INFORMATION SHOWN.
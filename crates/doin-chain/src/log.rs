//! Append-only chain log.
//!
//! Blocks are persisted as length-prefixed canonical JSON records in a
//! single append-only file, with a JSON sidecar mapping block hash and
//! height to byte offsets. The sidecar is a pure accelerator: the log alone
//! fully reconstructs the chain (and the index).

use doin_types::{to_canonical_json, Block, Digest, DoinError, Result};
use serde::{Deserialize, Serialize};
use std::collections::{BTreeMap, HashMap};
use std::fs::{File, OpenOptions};
use std::io::{Read, Seek, SeekFrom, Write};
use std::path::{Path, PathBuf};
use tracing::{info, warn};

const LOG_FILE: &str = "chain.log";
const INDEX_FILE: &str = "chain.idx";

#[derive(Debug, Default, Serialize, Deserialize)]
struct SidecarIndex {
    by_hash: HashMap<String, u64>,
    by_height: BTreeMap<u64, u64>,
}

pub struct ChainLog {
    log_path: PathBuf,
    index_path: PathBuf,
    index: SidecarIndex,
    end_offset: u64,
}

impl ChainLog {
    /// Open (or create) the chain log in `dir`. A missing or stale sidecar
    /// index is rebuilt from the log.
    pub fn open(dir: &Path) -> Result<Self> {
        std::fs::create_dir_all(dir)
            .map_err(|e| DoinError::ChainCorruption(format!("cannot create chain dir: {}", e)))?;
        let log_path = dir.join(LOG_FILE);
        let index_path = dir.join(INDEX_FILE);

        let mut log = Self {
            log_path,
            index_path,
            index: SidecarIndex::default(),
            end_offset: 0,
        };

        if log.log_path.exists() {
            match log.try_load_sidecar() {
                Ok(true) => {}
                Ok(false) | Err(_) => {
                    warn!("Sidecar index missing or stale, rebuilding from log");
                    log.rebuild_index()?;
                }
            }
        }
        Ok(log)
    }

    /// Append a block and update the sidecar.
    pub fn append(&mut self, block: &Block) -> Result<()> {
        let json = to_canonical_json(block)?;
        let bytes = json.as_bytes();

        let mut file = OpenOptions::new()
            .create(true)
            .append(true)
            .open(&self.log_path)
            .map_err(|e| DoinError::ChainCorruption(format!("cannot open chain log: {}", e)))?;

        let offset = self.end_offset;
        file.write_all(&(bytes.len() as u32).to_be_bytes())
            .and_then(|_| file.write_all(bytes))
            .map_err(|e| DoinError::ChainCorruption(format!("chain log write failed: {}", e)))?;

        self.end_offset = offset + 4 + bytes.len() as u64;
        self.index.by_hash.insert(block.hash.to_hex(), offset);
        self.index.by_height.insert(block.index(), offset);
        self.persist_sidecar()?;
        Ok(())
    }

    /// Read one block at a known byte offset.
    pub fn read_at(&self, offset: u64) -> Result<Block> {
        let mut file = File::open(&self.log_path)
            .map_err(|e| DoinError::ChainCorruption(format!("cannot open chain log: {}", e)))?;
        file.seek(SeekFrom::Start(offset))
            .map_err(|e| DoinError::ChainCorruption(e.to_string()))?;

        let mut len_buf = [0u8; 4];
        file.read_exact(&mut len_buf)
            .map_err(|e| DoinError::ChainCorruption(format!("truncated record length: {}", e)))?;
        let len = u32::from_be_bytes(len_buf) as usize;

        let mut record = vec![0u8; len];
        file.read_exact(&mut record)
            .map_err(|e| DoinError::ChainCorruption(format!("truncated record: {}", e)))?;
        serde_json::from_slice(&record)
            .map_err(|e| DoinError::ChainCorruption(format!("unparseable record: {}", e)))
    }

    pub fn get_by_height(&self, height: u64) -> Result<Option<Block>> {
        match self.index.by_height.get(&height) {
            Some(offset) => Ok(Some(self.read_at(*offset)?)),
            None => Ok(None),
        }
    }

    pub fn get_by_hash(&self, hash: &Digest) -> Result<Option<Block>> {
        match self.index.by_hash.get(&hash.to_hex()) {
            Some(offset) => Ok(Some(self.read_at(*offset)?)),
            None => Ok(None),
        }
    }

    /// Replay the whole log in append order.
    pub fn load_all(&self) -> Result<Vec<Block>> {
        let mut blocks = Vec::new();
        if !self.log_path.exists() {
            return Ok(blocks);
        }
        let mut file = File::open(&self.log_path)
            .map_err(|e| DoinError::ChainCorruption(format!("cannot open chain log: {}", e)))?;

        loop {
            let mut len_buf = [0u8; 4];
            match file.read_exact(&mut len_buf) {
                Ok(()) => {}
                Err(e) if e.kind() == std::io::ErrorKind::UnexpectedEof => break,
                Err(e) => {
                    return Err(DoinError::ChainCorruption(format!(
                        "chain log read failed: {}",
                        e
                    )))
                }
            }
            let len = u32::from_be_bytes(len_buf) as usize;
            let mut record = vec![0u8; len];
            file.read_exact(&mut record).map_err(|e| {
                DoinError::ChainCorruption(format!("truncated chain log record: {}", e))
            })?;
            let block: Block = serde_json::from_slice(&record).map_err(|e| {
                DoinError::ChainCorruption(format!("unparseable chain log record: {}", e))
            })?;
            blocks.push(block);
        }
        Ok(blocks)
    }

    pub fn record_count(&self) -> usize {
        self.index.by_hash.len()
    }

    fn try_load_sidecar(&mut self) -> Result<bool> {
        if !self.index_path.exists() {
            return Ok(false);
        }
        let data = std::fs::read_to_string(&self.index_path)
            .map_err(|e| DoinError::ChainCorruption(e.to_string()))?;
        let index: SidecarIndex =
            serde_json::from_str(&data).map_err(|e| DoinError::ChainCorruption(e.to_string()))?;

        let log_len = std::fs::metadata(&self.log_path)
            .map(|m| m.len())
            .unwrap_or(0);
        // Stale if any recorded offset lies beyond the log.
        let consistent = index
            .by_height
            .values()
            .chain(index.by_hash.values())
            .all(|&offset| offset < log_len.max(1));
        if !consistent {
            return Ok(false);
        }
        self.index = index;
        self.end_offset = log_len;
        Ok(true)
    }

    fn persist_sidecar(&self) -> Result<()> {
        let json = serde_json::to_string(&self.index)
            .map_err(|e| DoinError::ChainCorruption(e.to_string()))?;
        std::fs::write(&self.index_path, json)
            .map_err(|e| DoinError::ChainCorruption(format!("sidecar write failed: {}", e)))
    }

    fn rebuild_index(&mut self) -> Result<()> {
        self.index = SidecarIndex::default();
        let mut offset = 0u64;
        for block in self.load_all()? {
            self.index.by_hash.insert(block.hash.to_hex(), offset);
            self.index.by_height.insert(block.index(), offset);
            let json = to_canonical_json(&block)?;
            offset += 4 + json.len() as u64;
        }
        self.end_offset = offset;
        self.persist_sidecar()?;
        info!(records = self.index.by_height.len(), "Chain log index rebuilt");
        Ok(())
    }
}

TASK ITEM. The whole listing needs copying. Write it out exactly.

PROBLEM SOLUTION.
filename crates/doin-chain/src/log.rs
//! Append-only chain log.
//!
//! Blocks are persisted as length-prefixed canonical JSON records in a
//! single append-only file, with a JSON sidecar mapping block hash and
//! height to byte offsets. The sidecar is a pure accelerator: the log alone
//! fully reconstructs the chain (and the index).

use doin_types::{to_canonical_json, Block, Digest, DoinError, Result};
use serde::{Deserialize, Serialize};
use std::collections::{BTreeMap, HashMap};
use std::fs::{File, OpenOptions};
use std::io::{Read, Seek, SeekFrom, Write};
use std::path::{Path, PathBuf};
use tracing::{info, warn};

const LOG_FILE: &str = "chain.log";
const INDEX_FILE: &str = "chain.idx";

#[derive(Debug, Default, Serialize, Deserialize)]
struct SidecarIndex {
    by_hash: HashMap<String, u64>,
    by_height: BTreeMap<u64, u64>,
}

pub struct ChainLog {
    log_path: PathBuf,
    index_path: PathBuf,
    index: SidecarIndex,
    end_offset: u64,
}

impl ChainLog {
    /// Open (or create) the chain log in `dir`. A missing or stale sidecar
    /// index is rebuilt from the log.
    pub fn open(dir: &Path) -> Result<Self> {
        std::fs::create_dir_all(dir)
            .map_err(|e| DoinError::ChainCorruption(format!("cannot create chain dir: {}", e)))?;
        let log_path = dir.join(LOG_FILE);
        let index_path = dir.join(INDEX_FILE);

        let mut log = Self {
            log_path,
            index_path,
            index: SidecarIndex::default(),
            end_offset: 0,
        };

        if log.log_path.exists() {
            match log.try_load_sidecar() {
                Ok(true) => {}
                Ok(false) | Err(_) => {
                    warn!("Sidecar index missing or stale, rebuilding from log");
                    log.rebuild_index()?;
                }
            }
        }
        Ok(log)
    }

    /// Append a block and update the sidecar.
    pub fn append(&mut self, block: &Block) -> Result<()> {
        let json = to_canonical_json(block)?;
        let bytes = json.as_bytes();

        let mut file = OpenOptions::new()
            .create(true)
            .append(true)
            .open(&self.log_path)
            .map_err(|e| DoinError::ChainCorruption(format!("cannot open chain log: {}", e)))?;

        let offset = self.end_offset;
        file.write_all(&(bytes.len() as u32).to_be_bytes())
            .and_then(|_| file.write_all(bytes))
            .map_err(|e| DoinError::ChainCorruption(format!("chain log write failed: {}", e)))?;

        self.end_offset = offset + 4 + bytes.len() as u64;
        self.index.by_hash.insert(block.hash.to_hex(), offset);
        self.index.by_height.insert(block.index(), offset);
        self.persist_sidecar()?;
        Ok(())
    }

    /// Read one block at a known byte offset.
    pub fn read_at(&self, offset: u64) -> Result<Block> {
        let mut file = File::open(&self.log_path)
            .map_err(|e| DoinError::ChainCorruption(format!("cannot open chain log: {}", e)))?;
        file.seek(SeekFrom::Start(offset))
            .map_err(|e| DoinError::ChainCorruption(e.to_string()))?;

        let mut len_buf = [0u8; 4];
        file.read_exact(&mut len_buf)
            .map_err(|e| DoinError::ChainCorruption(format!("truncated record length: {}", e)))?;
        let len = u32::from_be_bytes(len_buf) as usize;

        let mut record = vec![0u8; len];
        file.read_exact(&mut record)
            .map_err(|e| DoinError::ChainCorruption(format!("truncated record: {}", e)))?;
        serde_json::from_slice(&record)
            .map_err(|e| DoinError::ChainCorruption(format!("unparseable record: {}", e)))
    }

    pub fn get_by_height(&self, height: u64) -> Result<Option<Block>> {
        match self.index.by_height.get(&height) {
            Some(offset) => Ok(Some(self.read_at(*offset)?)),
            None => Ok(None),
        }
    }

    pub fn get_by_hash(&self, hash: &Digest) -> Result<Option<Block>> {
        match self.index.by_hash.get(&hash.to_hex()) {
            Some(offset) => Ok(Some(self.read_at(*offset)?)),
            None => Ok(None),
        }
    }

    /// Replay the whole log in append order.
    pub fn load_all(&self) -> Result<Vec<Block>> {
        let mut blocks = Vec::new();
        if !self.log_path.exists() {
            return Ok(blocks);
        }
        let mut file = File::open(&self.log_path)
            .map_err(|e| DoinError::ChainCorruption(format!("cannot open chain log: {}", e)))?;

        loop {
            let mut len_buf = [0u8; 4];
            match file.read_exact(&mut len_buf) {
                Ok(()) => {}
                Err(e) if e.kind() == std::io::ErrorKind::UnexpectedEof => break,
                Err(e) => {
                    return Err(DoinError::ChainCorruption(format!(
                        "chain log read failed: {}",
                        e
                    )))
                }
            }
            let len = u32::from_be_bytes(len_buf) as usize;
            let mut record = vec![0u8; len];
            file.read_exact(&mut record).map_err(|e| {
                DoinError::ChainCorruption(format!("truncated chain log record: {}", e))
            })?;
            let block: Block = serde_json::from_slice(&record).map_err(|e| {
                DoinError::ChainCorruption(format!("unparseable chain log record: {}", e))
            })?;
            blocks.push(block);
        }
        Ok(blocks)
    }

    pub fn record_count(&self) -> usize {
        self.index.by_hash.len()
    }

    fn try_load_sidecar(&mut self) -> Result<bool> {
        if !self.index_path.exists() {
            return Ok(false);
        }
        let data = std::fs::read_to_string(&self.index_path)
            .map_err(|e| DoinError::ChainCorruption(e.to_string()))?;
        let index: SidecarIndex =
            serde_json::from_str(&data).map_err(|e| DoinError::ChainCorruption(e.to_string()))?;

        let log_len = std::fs::metadata(&self.log_path)
            .map(|m| m.len())
            .unwrap_or(0);
        // Stale if any recorded offset lies beyond the log.
        let consistent = index
            .by_height
            .values()
            .chain(index.by_hash.values())
            .all(|&offset| offset < log_len.max(1));
        if !consistent {
            return Ok(false);
        }
        self.index = index;
        self.end_offset = log_len;
        Ok(true)
    }

    fn persist_sidecar(&self) -> Result<()> {
        let json = serde_json::to_string(&self.index)
            .map_err(|e| DoinError::ChainCorruption(e.to_string()))?;
        std::fs::write(&self.index_path, json)
            .map_err(|e| DoinError::ChainCorruption(format!("sidecar write failed: {}", e)))
    }

    fn rebuild_index(&mut self) -> Result<()> {
        self.index = SidecarIndex::default();
        let mut offset = 0u64;
        for block in self.load_all()? {
            self.index.by_hash.insert(block.hash.to_hex(), offset);
            self.index.by_height.insert(block.index(), offset);
            let json = to_canonical_json(&block)?;
            offset += 4 + json.len() as u64;
        }
        self.end_offset = offset;
        self.persist_sidecar()?;
        info!(records = self.index.by_height.len(), "Chain log index rebuilt");
        Ok(())
    }
}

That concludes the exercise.